Education is free from primary school until graduation from university. The University of Sulaimani opened in 1968 with instruction in Kurdish, Arabic, and English. It has faculties in engineering, agriculture, the arts, science, and medicine. The University was moved during the 1980s to Arbil, and is now known as the University of Salahadin.

A new University of Sulaimany was established in 1991, teaching in Kurdish, English and Arabic.

In 2007 the American University of Sulaimani, The American University of Iraq – Sulaimani (AUI-S) was a new addition to the American universities in the Middle East, holding its first classes in October 2007. Instruction is in English only.

In 2008 the University of Human Development was opened in Qaradax with three colleges and four departments. Its first year courses include law, politics, computer engineering and English language. More than 400 students have enrolled.

Economy

Construction of new hotels and mosques. Since 2003, Sulaymaniyah and other cities of Iraqi Kurdistan have seen an economic boom.

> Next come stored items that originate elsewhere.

// ── String table & text encodings ─────────────────────────────────────────────
//
// The localized string table is owned by the host application; this crate only
// looks rows up.  Pure safe Rust, no Win32 imports.

use std::collections::HashMap;

use crate::error::Result;

// ── Well-known rows ───────────────────────────────────────────────────────────

/// Application name, used as the dialog caption and the default heading.
pub const IDS_APP_NAME: u32 = 2048;
/// "Error" heading.
pub const IDS_ERROR: u32 = 2049;
/// "Fatal Error" heading.
pub const IDS_FATAL_ERROR: u32 = 2050;

// ── Lookup service ────────────────────────────────────────────────────────────

/// Localized string lookup.
///
/// Treated as a pure function: a missing row yields an empty string, never an
/// error.  Filter strings stored in the table use the native NUL-separated form.
pub trait StringTable {
    fn get(&self, id: u32) -> String;
}

impl<T: StringTable + ?Sized> StringTable for &T {
    fn get(&self, id: u32) -> String {
        (**self).get(id)
    }
}

/// In-memory string table keyed by row id.
#[derive(Debug, Default, Clone)]
pub struct MapStringTable {
    rows: HashMap<u32, String>,
}

impl MapStringTable {
    pub fn new() -> Self {
        Self::default()
    }

    /// Add or replace a row, builder style.
    pub fn with(mut self, id: u32, text: impl Into<String>) -> Self {
        self.rows.insert(id, text.into());
        self
    }

    pub fn insert(&mut self, id: u32, text: impl Into<String>) {
        self.rows.insert(id, text.into());
    }

    /// Parse a JSON object of `"id": "text"` rows, e.g. `{"2048": "86Box"}`.
    pub fn from_json(json: &str) -> Result<Self> {
        let rows: HashMap<u32, String> = serde_json::from_str(json)?;
        Ok(Self { rows })
    }
}

impl StringTable for MapStringTable {
    fn get(&self, id: u32) -> String {
        self.rows.get(&id).cloned().unwrap_or_default()
    }
}

// ── Encoding helpers ──────────────────────────────────────────────────────────

/// Encode `s` as NUL-terminated UTF-16 for a `PCWSTR` argument.
pub fn to_wide(s: &str) -> Vec<u16> {
    s.encode_utf16().chain(std::iter::once(0)).collect()
}

/// Decode UTF-16 up to the first NUL (or the whole slice if there is none).
pub fn from_wide(units: &[u16]) -> String {
    String::from_utf16_lossy(&units[..wide_len(units)])
}

/// Number of units before the first NUL.
pub fn wide_len(units: &[u16]) -> usize {
    units.iter().position(|&c| c == 0).unwrap_or(units.len())
}

/// Transcode narrow (single-byte code page) text to UTF-16, stopping at NUL.
///
/// Narrow text is interpreted as Latin-1, so every byte maps to exactly one
/// unit and the length in units equals the length in bytes.
pub fn narrow_to_wide(bytes: &[u8]) -> Vec<u16> {
    let len = bytes.iter().position(|&b| b == 0).unwrap_or(bytes.len());
    bytes[..len].iter().map(|&b| u16::from(b)).collect()
}

/// Transcode UTF-16 to narrow text, stopping at NUL.
///
/// Units outside Latin-1 have no narrow form and become `?`.
pub fn wide_to_narrow(units: &[u16]) -> Vec<u8> {
    units[..wide_len(units)]
        .iter()
        .map(|&u| u8::try_from(u).unwrap_or(b'?'))
        .collect()
}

Sulaymaniyah governorate has much fertile land such as the Sharazor and Bitwen plains which are considered two of the most fertile plains in the Middle East. Historically, Sulaymaniyah was mainly agricultural and one of Iraq's major suppliers of wheat and other agricultural products. Its role declined due to the policies of Saddam Hussein aimed at reducing the city's economical potential as it was a center of the Kurdish revolution. Saddam once stated that the "head of the serpent lies in Sulaymaniyah".[citation needed] Sulaymaniyah's economy today also relies on tourism and a number of small factories, most involved in the building trade. The city is known for its strong economic ties with Iran. The Chinese telecoms company Huawei has its Iraq office in Sulaimaniyah. The city is the headquarter of Asia cell the leading mobile operator in the country that covers the entire country.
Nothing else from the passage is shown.